The webbing holding the nuclear weapons was illuminated by a flash so intense that aluminum became translucent and only the warheads themselves remained momentarily black.

Most or all of the weapons which absorbed the sleet of radiation from the first 5 megaton warhead also detonated a microsecond later. Fortress – the space station, the saucers which had brought the Nazis to it, and the kilotons of shielding material – became vapor and a retinal memory in a blast that devoured the entire field of view . . . and faded back to the start of the explosion.

“Mr. Kelly,” said Wun peevishly, “the question is not whether you can stand the pain but rather if we can eliminate it. Which we can do unless you pretend stoical indifference.”

Another of the aliens poked toward (though not to) the stump of Kelly’s finger with an instrument that looked like a miniature orange flyswatter. “Does that hurt?”

“There’s a dull ache on the – the lower side,” said the veteran, pointing with his right index finger. He hated to look at the amputation, though the aliens had closed the wound neatly with something pink the texture of fresh skin. He’d get used to the loss, as he’d gotten used to other things.

The orange instrument twisted. The ache disappeared. Fortress vaporized again in the ambiance beyond.

“Where will you have us place you when your injury is repaired, Mr. Kelly?” asked Wun, his eyes on Kelly while his voice came disconcertingly from the helmet at an angle to the figure.

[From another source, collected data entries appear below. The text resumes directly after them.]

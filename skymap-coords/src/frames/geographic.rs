//! Geographic coordinates: an observer's place on Earth.

use std::fmt;

use skymap_core::angle;
use skymap_core::{ClosedInterval, RightOpenInterval};

use crate::errors::CoordResult;

const LON_INTERVAL_DEG: RightOpenInterval = RightOpenInterval::of_const(-180.0, 180.0);
const LAT_INTERVAL_DEG: ClosedInterval = ClosedInterval::of_const(-90.0, 90.0);

/// Observer location on Earth's surface: east-positive longitude ∈ [-π, π),
/// latitude ∈ [-π/2, π/2].
#[derive(Debug, Clone, Copy)]
#[cfg_attr(feature = "serde", derive(serde::Serialize))]
pub struct GeographicCoordinates {
    lon: f64,
    lat: f64,
}

impl GeographicCoordinates {
    /// Creates geographic coordinates from degrees: longitude ∈ [-180, 180),
    /// latitude ∈ [-90, 90].
    pub fn from_deg(lon_deg: f64, lat_deg: f64) -> CoordResult<Self> {
        Ok(Self {
            lon: angle::from_deg(LON_INTERVAL_DEG.check(lon_deg)?),
            lat: angle::from_deg(LAT_INTERVAL_DEG.check(lat_deg)?),
        })
    }

    /// True if `lon_deg` is a valid longitude in degrees.
    pub fn is_valid_lon_deg(lon_deg: f64) -> bool {
        LON_INTERVAL_DEG.contains(lon_deg)
    }

    /// True if `lat_deg` is a valid latitude in degrees.
    pub fn is_valid_lat_deg(lat_deg: f64) -> bool {
        LAT_INTERVAL_DEG.contains(lat_deg)
    }

    /// Longitude in radians, east-positive.
    pub fn lon(&self) -> f64 {
        self.lon
    }

    /// Longitude in degrees.
    pub fn lon_deg(&self) -> f64 {
        angle::to_deg(self.lon)
    }

    /// Latitude in radians.
    pub fn lat(&self) -> f64 {
        self.lat
    }

    /// Latitude in degrees.
    pub fn lat_deg(&self) -> f64 {
        angle::to_deg(self.lat)
    }
}

impl fmt::Display for GeographicCoordinates {
    fn fmt(&self, f: &mut fmt::Formatter<'_>) -> fmt::Result {
        write!(f, "(lon={:.4}°, lat={:.4}°)", self.lon_deg(), self.lat_deg())
    }
}

#[cfg(test)]
mod tests {
    use super::*;
    use approx::assert_abs_diff_eq;

    #[test]
    fn test_from_deg() {
        let geneva = GeographicCoordinates::from_deg(6.15, 46.22).unwrap();
        assert_abs_diff_eq!(geneva.lon_deg(), 6.15, epsilon = 1e-12);
        assert_abs_diff_eq!(geneva.lat_deg(), 46.22, epsilon = 1e-12);
    }

    #[test]
    fn test_longitude_right_open() {
        assert!(GeographicCoordinates::from_deg(-180.0, 0.0).is_ok());
        assert!(GeographicCoordinates::from_deg(180.0, 0.0).is_err());
    }

    #[test]
    fn test_latitude_closed() {
        assert!(GeographicCoordinates::from_deg(0.0, 90.0).is_ok());
        assert!(GeographicCoordinates::from_deg(0.0, -90.0).is_ok());
        assert!(GeographicCoordinates::from_deg(0.0, 90.1).is_err());
    }

    #[test]
    fn test_validators() {
        assert!(GeographicCoordinates::is_valid_lon_deg(-180.0));
        assert!(!GeographicCoordinates::is_valid_lon_deg(180.0));
        assert!(GeographicCoordinates::is_valid_lat_deg(90.0));
        assert!(!GeographicCoordinates::is_valid_lat_deg(-90.5));
    }
}
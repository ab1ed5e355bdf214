//! A catalogued star.

use std::fmt;

use skymap_coords::EquatorialCoordinates;
use skymap_core::ClosedInterval;

use crate::errors::ObjectResult;
use crate::record::ObjectRecord;

const COLOR_INDEX_INTERVAL: ClosedInterval = ClosedInterval::of_const(-0.5, 5.5);

/// A star from the catalogue: a point object (angular size zero) with a
/// Hipparcos identifier and a B-V color index.
#[derive(Debug, Clone)]
#[cfg_attr(feature = "serde", derive(serde::Serialize))]
pub struct Star {
    record: ObjectRecord,
    hipparcos_id: u32,
    color_index: f64,
}

impl Star {
    /// Builds a star. The color index is the B-V value from the catalogue
    /// and must lie in `[-0.5, 5.5]`; stars without one in the source data
    /// conventionally carry `0.0`.
    pub fn new(
        hipparcos_id: u32,
        name: impl Into<String>,
        equatorial_pos: EquatorialCoordinates,
        magnitude: f64,
        color_index: f64,
    ) -> ObjectResult<Self> {
        let color_index = COLOR_INDEX_INTERVAL.check(color_index)?;
        Ok(Self {
            record: ObjectRecord::new(name, equatorial_pos, 0.0, magnitude)?,
            hipparcos_id,
            color_index,
        })
    }

    /// The common object attributes.
    pub fn record(&self) -> &ObjectRecord {
        &self.record
    }

    /// Hipparcos catalogue number, `0` when the star has none.
    pub fn hipparcos_id(&self) -> u32 {
        self.hipparcos_id
    }

    /// Approximate surface color temperature in kelvins, derived from the
    /// B-V index by Ballesteros' formula and truncated to a whole degree.
    pub fn color_temperature(&self) -> i32 {
        let shifted = 0.92 * self.color_index;
        let kelvins = 4600.0 * (1.0 / (shifted + 1.7) + 1.0 / (shifted + 0.62));
        kelvins as i32
    }
}

impl fmt::Display for Star {
    fn fmt(&self, f: &mut fmt::Formatter<'_>) -> fmt::Result {
        self.record.fmt(f)
    }
}
//! Numeric primitives for sky-map computations.
//!
//! `skymap-core` provides the mathematical building blocks the rest of the
//! workspace is written against: angle unit conversions and wrapping,
//! closed/right-open intervals, and Horner-evaluated polynomials.
//!
//! # Modules
//!
//! | Module | Purpose |
//! |--------|---------|
//! | [`angle`] | Radian/degree/hour/arcsecond/DMS conversions, `[0, τ)` normalization |
//! | [`interval`] | [`ClosedInterval`] and [`RightOpenInterval`], the canonical wrapping primitive |
//! | [`polynomial`] | [`Polynomial`] with Horner evaluation |
//! | [`constants`] | Unit-conversion factors and time constants |
//! | [`errors`] | [`MathError`] and [`MathResult`] |
//!
//! # Design Notes
//!
//! - **Radians internally**: every angular quantity in the workspace is an
//!   `f64` in radians; the [`angle`] module converts at the edges.
//! - **Intervals are the validation primitive**: coordinate types in the
//!   `skymap-coords` crate validate their components with
//!   [`ClosedInterval::check`] / [`RightOpenInterval::check`], and all angle
//!   wrapping goes through [`RightOpenInterval::reduce`].

pub mod angle;
pub mod constants;
pub mod errors;
pub mod interval;
pub mod math;
pub mod polynomial;

pub use errors::{MathError, MathResult};
pub use interval::{ClosedInterval, RightOpenInterval};
pub use polynomial::Polynomial;
//! Analytic ephemeris models.
//!
//! Evaluates the apparent geocentric position of the Sun, the Moon and the
//! seven observable planets at an arbitrary instant, expressed as days since
//! the J2010 epoch. The models are the classical low-precision elliptic
//! ones, accurate to a few arcminutes over the surrounding decades, which is
//! ample for drawing a sky map.
//!
//! | Module | Purpose |
//! |--------|---------|
//! | [`model`] | the [`CelestialObjectModel`] trait |
//! | [`sun`] | [`SunModel`] |
//! | [`moon`] | [`MoonModel`], built on the solar position |
//! | [`planet`] | [`PlanetModel`] and its eight element sets |

pub mod errors;
pub mod model;
pub mod moon;
pub mod planet;
pub mod sun;

pub use errors::{EphemerisError, EphemerisResult};
pub use model::CelestialObjectModel;
pub use moon::MoonModel;
pub use planet::PlanetModel;
pub use sun::SunModel;
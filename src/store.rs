//! Host state-store contract and an in-memory implementation.
//!
//! The middleware consumes this narrow interface: read the tree, apply a
//! patch (shallow top-level merge, or whole-tree replace), and observe
//! changes. Setters are synchronous; the orchestrator is the only writer
//! besides the host itself.

use std::collections::HashMap;
use std::fmt;
use std::sync::atomic::{AtomicU64, Ordering};
use std::sync::Arc;

use parking_lot::Mutex;
use serde_json::{Map, Value};
use tracing::warn;

use crate::sync::types::StatePatch;

pub type StateListener = Arc<dyn Fn(&Value) + Send + Sync>;

/// Listener registration; unsubscribes when dropped.
pub struct StoreSubscription {
    remove: Option<Box<dyn FnOnce() + Send>>,
}

impl StoreSubscription {
    pub fn new(remove: impl FnOnce() + Send + 'static) -> Self {
        Self {
            remove: Some(Box::new(remove)),
        }
    }

    pub fn unsubscribe(mut self) {
        if let Some(remove) = self.remove.take() {
            remove();
        }
    }
}

impl Drop for StoreSubscription {
    fn drop(&mut self) {
        if let Some(remove) = self.remove.take() {
            remove();
        }
    }
}

impl fmt::Debug for StoreSubscription {
    fn fmt(&self, f: &mut fmt::Formatter<'_>) -> fmt::Result {
        f.write_str("StoreSubscription")
    }
}

// ============================================================================
// StateStore
// ============================================================================

/// Observable key/value container owned by the host.
pub trait StateStore: Send + Sync {
    /// Snapshot of the current tree. The root is always an object.
    fn get_state(&self) -> Value;

    /// Apply a patch. Non-replace patches shallow-merge at the top level;
    /// replace swaps the whole tree. Functional patches resolve against the
    /// current state.
    fn set_state(&self, patch: &StatePatch, replace: bool);

    fn subscribe(&self, listener: StateListener) -> StoreSubscription;
}

// ============================================================================
// MemoryStateStore
// ============================================================================

/// In-memory `StateStore` with top-level shallow merge, for tests and demos.
pub struct MemoryStateStore {
    state: Mutex<Value>,
    listeners: Arc<Mutex<HashMap<u64, StateListener>>>,
    next_id: AtomicU64,
}

impl MemoryStateStore {
    pub fn new() -> Self {
        Self::with_initial(Value::Object(Map::new()))
    }

    pub fn with_initial(initial: Value) -> Self {
        Self {
            state: Mutex::new(initial),
            listeners: Arc::new(Mutex::new(HashMap::new())),
            next_id: AtomicU64::new(0),
        }
    }

    fn notify(&self, state: &Value) {
        let listeners: Vec<StateListener> = self.listeners.lock().values().cloned().collect();
        for listener in listeners {
            listener(state);
        }
    }
}

impl Default for MemoryStateStore {
    fn default() -> Self {
        Self::new()
    }
}

impl StateStore for MemoryStateStore {
    fn get_state(&self) -> Value {
        self.state.lock().clone()
    }

    fn set_state(&self, patch: &StatePatch, replace: bool) {
        let updated = {
            let mut state = self.state.lock();
            let resolved = patch.resolve(&state);
            let Some(partial) = resolved.as_object() else {
                warn!("ignoring non-object state patch");
                return;
            };
            if replace {
                *state = Value::Object(partial.clone());
            } else {
                let root = state
                    .as_object_mut()
                    .expect("state root is always an object");
                for (key, value) in partial {
                    root.insert(key.clone(), value.clone());
                }
            }
            state.clone()
        };
        self.notify(&updated);
    }

    fn subscribe(&self, listener: StateListener) -> StoreSubscription {
        let id = self.next_id.fetch_add(1, Ordering::SeqCst);
        self.listeners.lock().insert(id, listener);
        let listeners = Arc::clone(&self.listeners);
        StoreSubscription::new(move || {
            listeners.lock().remove(&id);
        })
    }
}

// ============================================================================
// Tests
// ============================================================================
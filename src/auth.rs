//! Token provider seam and the token endpoint's wire shapes.
//!
//! The remote service grants short-lived bearer tokens scoped to a
//! namespace's key patterns. Hosts either hand the middleware a raw API key
//! (trusted environments) or implement [`TokenProvider`] against their token
//! endpoint. [`TokenCache`] refreshes proactively before expiry.

use std::sync::Arc;
use std::time::Duration;

use async_trait::async_trait;
use chrono::{DateTime, Utc};
use parking_lot::Mutex;
use serde::{Deserialize, Serialize};
use tracing::debug;

use crate::error::Result;
use crate::filter::{subscription_patterns, FieldFilter};
use crate::keys::KeyCodec;
use crate::storage::client::AuthToken;

/// Refresh this long before the grant expires.
pub const DEFAULT_REFRESH_BUFFER: Duration = Duration::from_secs(60);

// ============================================================================
// Wire shapes
// ============================================================================

/// Body accepted by the token endpoint.
#[derive(Debug, Clone, Serialize, Deserialize)]
#[serde(rename_all = "camelCase")]
pub struct TokenRequest {
    pub namespace: String,
    pub subscribed_keys_and_patterns: Vec<String>,
}

impl TokenRequest {
    /// Build the request implied by a codec and subscribe filter: the
    /// subscription patterns plus the namespace-wide access pattern.
    pub fn scoped(codec: &KeyCodec, filter: &FieldFilter) -> Self {
        let mut patterns = subscription_patterns(codec, filter);
        let access = format!("{}:*", codec.prefix());
        if !patterns.contains(&access) {
            patterns.push(access);
        }
        Self {
            namespace: codec.prefix().to_string(),
            subscribed_keys_and_patterns: patterns,
        }
    }
}

/// Response from the token endpoint.
#[derive(Debug, Clone, Serialize, Deserialize)]
#[serde(rename_all = "camelCase")]
pub struct TokenGrant {
    pub namespace: String,
    pub token: String,
    #[serde(skip_serializing_if = "Option::is_none")]
    pub expires_at: Option<DateTime<Utc>>,
}

// ============================================================================
// TokenProvider
// ============================================================================

/// Host-implemented credential source. Implementations typically POST the
/// request to their token endpoint and return the grant; failures should map
/// to `Error::Authentication`.
#[async_trait]
pub trait TokenProvider: Send + Sync {
    async fn issue(&self, request: &TokenRequest) -> Result<TokenGrant>;
}

/// Provider for deployments that connect with a raw API key. The key never
/// expires, so the cache issues it once.
pub struct ApiKeyProvider {
    key: String,
}

impl ApiKeyProvider {
    pub fn new(key: impl Into<String>) -> Self {
        Self { key: key.into() }
    }
}

#[async_trait]
impl TokenProvider for ApiKeyProvider {
    async fn issue(&self, request: &TokenRequest) -> Result<TokenGrant> {
        Ok(TokenGrant {
            namespace: request.namespace.clone(),
            token: self.key.clone(),
            expires_at: None,
        })
    }
}

// ============================================================================
// TokenCache
// ============================================================================

/// Caches the current grant and refreshes it `refresh_buffer` before expiry.
pub struct TokenCache {
    provider: Arc<dyn TokenProvider>,
    request: TokenRequest,
    refresh_buffer: Duration,
    cached: Mutex<Option<TokenGrant>>,
}

impl TokenCache {
    pub fn new(provider: Arc<dyn TokenProvider>, request: TokenRequest) -> Self {
        Self::with_refresh_buffer(provider, request, DEFAULT_REFRESH_BUFFER)
    }

    pub fn with_refresh_buffer(
        provider: Arc<dyn TokenProvider>,
        request: TokenRequest,
        refresh_buffer: Duration,
    ) -> Self {
        Self {
            provider,
            request,
            refresh_buffer,
            cached: Mutex::new(None),
        }
    }

    /// The current credential, refreshed if missing or near expiry.
    pub async fn token(&self) -> Result<AuthToken> {
        if let Some(grant) = self.fresh_grant() {
            return Ok(AuthToken { token: grant.token });
        }
        debug!(namespace = %self.request.namespace, "refreshing access token");
        let grant = self.provider.issue(&self.request).await?;
        let token = grant.token.clone();
        *self.cached.lock() = Some(grant);
        Ok(AuthToken { token })
    }

    /// Drop the cached grant so the next `token()` re-issues.
    pub fn invalidate(&self) {
        *self.cached.lock() = None;
    }

    fn fresh_grant(&self) -> Option<TokenGrant> {
        let cached = self.cached.lock();
        let grant = cached.as_ref()?;
        match grant.expires_at {
            None => Some(grant.clone()),
            Some(expires_at) => {
                let buffer = chrono::Duration::from_std(self.refresh_buffer)
                    .unwrap_or_else(|_| chrono::Duration::seconds(60));
                (Utc::now() + buffer < expires_at).then(|| grant.clone())
            }
        }
    }
}

// ============================================================================
// Tests
// ============================================================================
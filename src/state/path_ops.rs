//! Pure functions over JSON state trees: leaf extraction at a bounded depth,
//! set/delete by path, and cleanup of emptied intermediate objects.
//!
//! Arrays are always treated as leaves — the decomposition never descends
//! into them, so array elements cannot be addressed by storage keys.

use serde_json::{Map, Value};

/// A decomposed leaf: the path addressing it and the value stored there.
/// Values at maximum-length paths may themselves be whole subtrees.
#[derive(Debug, Clone, PartialEq)]
pub struct Leaf {
    pub path: Vec<String>,
    pub value: Value,
}

// ============================================================================
// Leaf extraction
// ============================================================================

/// Decompose `tree` into leaves whose paths have at most `max_len` segments.
///
/// Depth-first over object entries. A node is emitted as a leaf when its path
/// has reached `max_len`, or when it is anything other than a non-empty
/// object (scalars, arrays, and empty objects all count as leaves). The
/// caller warrants acyclic input; `serde_json::Value` cannot express cycles.
pub fn extract_leaves(tree: &Value, max_len: usize) -> Vec<Leaf> {
    let mut leaves = Vec::new();
    let Some(root) = tree.as_object() else {
        return leaves;
    };
    for (field, value) in root {
        walk(value, vec![field.clone()], max_len, &mut leaves);
    }
    leaves
}

fn walk(value: &Value, path: Vec<String>, max_len: usize, out: &mut Vec<Leaf>) {
    match value.as_object() {
        Some(map) if !map.is_empty() && path.len() < max_len => {
            for (key, child) in map {
                let mut child_path = path.clone();
                child_path.push(key.clone());
                walk(child, child_path, max_len, out);
            }
        }
        _ => out.push(Leaf {
            path,
            value: value.clone(),
        }),
    }
}

// ============================================================================
// Set / get / delete by path
// ============================================================================

/// Set `value` at `path`, creating intermediate objects as needed.
///
/// Non-object intermediates (scalars, arrays) are replaced by fresh objects;
/// the decomposition never descends into arrays, so an array in the way is
/// overwritten rather than indexed into. No-op for an empty path.
pub fn set_value(draft: &mut Value, path: &[String], value: Value) {
    let Some((last, parents)) = path.split_last() else {
        return;
    };
    let mut cursor = draft;
    for segment in parents {
        if !cursor.is_object() {
            *cursor = Value::Object(Map::new());
        }
        let map = cursor.as_object_mut().unwrap();
        cursor = map
            .entry(segment.clone())
            .or_insert_with(|| Value::Object(Map::new()));
    }
    if !cursor.is_object() {
        *cursor = Value::Object(Map::new());
    }
    cursor
        .as_object_mut()
        .unwrap()
        .insert(last.clone(), value);
}

/// Read the value at `path`, if present.
pub fn get_value<'a>(tree: &'a Value, path: &[String]) -> Option<&'a Value> {
    let mut cursor = tree;
    for segment in path {
        cursor = cursor.as_object()?.get(segment)?;
    }
    Some(cursor)
}

/// Remove the value at `path`. Returns whether anything was removed.
pub fn delete_value(draft: &mut Value, path: &[String]) -> bool {
    let Some((last, parents)) = path.split_last() else {
        return false;
    };
    let mut cursor = draft;
    for segment in parents {
        match cursor.as_object_mut().and_then(|m| m.get_mut(segment)) {
            Some(child) => cursor = child,
            None => return false,
        }
    }
    cursor
        .as_object_mut()
        .map(|m| m.remove(last).is_some())
        .unwrap_or(false)
}

/// Walk up from the parent of `path`, removing intermediate objects that a
/// deletion left empty. The top level itself is preserved (an emptied
/// top-level field is removed, but the root object stays).
pub fn cleanup_empty_parents(draft: &mut Value, path: &[String]) {
    // Removing an emptied object can only empty its own parent, so walking
    // from the deepest ancestor upward sees every removable level.
    for depth in (1..path.len()).rev() {
        let ancestor = &path[..depth];
        let is_empty = matches!(
            get_value(draft, ancestor),
            Some(Value::Object(map)) if map.is_empty()
        );
        if !is_empty {
            break;
        }
        delete_value(draft, ancestor);
    }
}

// ============================================================================
// Tests
// ============================================================================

“You’re going to get in touch with governments now?” Kelly said. Lord knew what that blast would do to communications on the planet below, but there’d be auroras to tell the grandkids about. There’d be grandkids for those who wanted them, and that made it worthwhile. “Formal contact, I mean?”

Hell, it’d have been worthwhile if Tom Kelly had become part of the ball of glowing plasma he’d created with the help of Wun and a lot of luck.

And whatever.

“We can return you to the base from which you were launched into orbit, for instance,” said Wun. The other three aliens stepped back as if to admire the repair work they had completed on the human’s finger. It was as perfect as it could be without the portion the bullet had excised.

The loop of destruction flared again. Cheap at the price.

“I’ve been told in worse ways I oughta mind my own business,” said Kelly, grinning at Wun. “And no. I don’t want to go back to El Paso any time soon.”